DIRECTIONS FOR THIS TASK ::
Going through the entries below, copy out each line that contains "registry".

_ _ _ _

//! # ION Crawler CLI (`ion-crawler`)
//!
//! ## Usage
//!
//! ```bash
//! ion-crawler --config ./config/crawler.toml <command>
//! ```
//!
//! ## Commands
//!
//! | Command | Description |
//! |---------|-------------|
//! | `ion-crawler init` | Create the SQLite database and run schema migrations |
//! | `ion-crawler run` | Run one crawl cycle and print its summary |
//! | `ion-crawler serve` | Crawl every `crawler.interval_minutes` until Ctrl-C |
//! | `ion-crawler status` | Show the cursor and seen/published/pending counts |
//! | `ion-crawler reset` | Forget seen documents (or only the cursor) |

use clap::{Parser, Subcommand};
use std::path::PathBuf;
use tracing_subscriber::{layer::SubscriberExt, util::SubscriberInitExt, EnvFilter};

use ion_crawler::{config, crawl, migrate, scheduler, status};

/// ION Crawler: discovers new DID documents and publishes discovery events.
#[derive(Parser)]
#[command(
    name = "ion-crawler",
    about = "ION Crawler: discovers new DID documents and publishes discovery events",
    version
)]
struct Cli {
    /// Path to configuration file (TOML).
    #[arg(long, global = true, default_value = "./config/crawler.toml")]
    config: PathBuf,

    /// Emit logs as JSON lines.
    #[arg(long, global = true)]
    json: bool,

    #[command(subcommand)]
    command: Commands,
}

#[derive(Subcommand)]
enum Commands {
    /// Initialize the database schema.
    ///
    /// Idempotent; running it multiple times is safe.
    Init,

    /// Run exactly one crawl cycle.
    Run,

    /// Run crawl cycles on the configured interval until Ctrl-C.
    Serve,

    /// Show crawl state.
    Status,

    /// Reset crawl state.
    ///
    /// Without flags, every seen marker and the cursor are removed, so
    /// documents already published will be published again.
    Reset {
        /// Only clear the cursor; keep the seen markers.
        #[arg(long)]
        cursor_only: bool,
    },
}

fn init_logging(json: bool) {
    let filter = EnvFilter::try_from_env("ION_CRAWLER_LOG")
        .or_else(|_| EnvFilter::try_from_default_env())
        .unwrap_or_else(|_| "ion_crawler=info".into());

    let registry = tracing_subscriber::registry().with(filter);
    if json {
        registry
            .with(tracing_subscriber::fmt::layer().json().with_writer(std::io::stderr))
            .init();
    } else {
        registry
            .with(tracing_subscriber::fmt::layer().with_writer(std::io::stderr))
            .init();
    }
}

#[tokio::main]
async fn main() -> anyhow::Result<()> {
    let cli = Cli::parse();
    init_logging(cli.json);

    let cfg = config::load_config(&cli.config)?;

    match cli.command {
        Commands::Init => {
            migrate::run_migrations(&cfg).await?;
            println!("Database initialized successfully.");
        }
        Commands::Run => {
            crawl::run_crawl(&cfg).await?;
        }
        Commands::Serve => {
            scheduler::run_serve(&cfg).await?;
        }
        Commands::Status => {
            status::run_status(&cfg).await?;
        }
        Commands::Reset { cursor_only } => {
            status::run_reset(&cfg, cursor_only).await?;
        }
    }

    Ok(())
}
pub mod elevator_assigner;
pub mod registry;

_ _ _ _

FINISHED TASK ::
    let registry = tracing_subscriber::registry().with(filter);
        registry
        registry
pub mod registry;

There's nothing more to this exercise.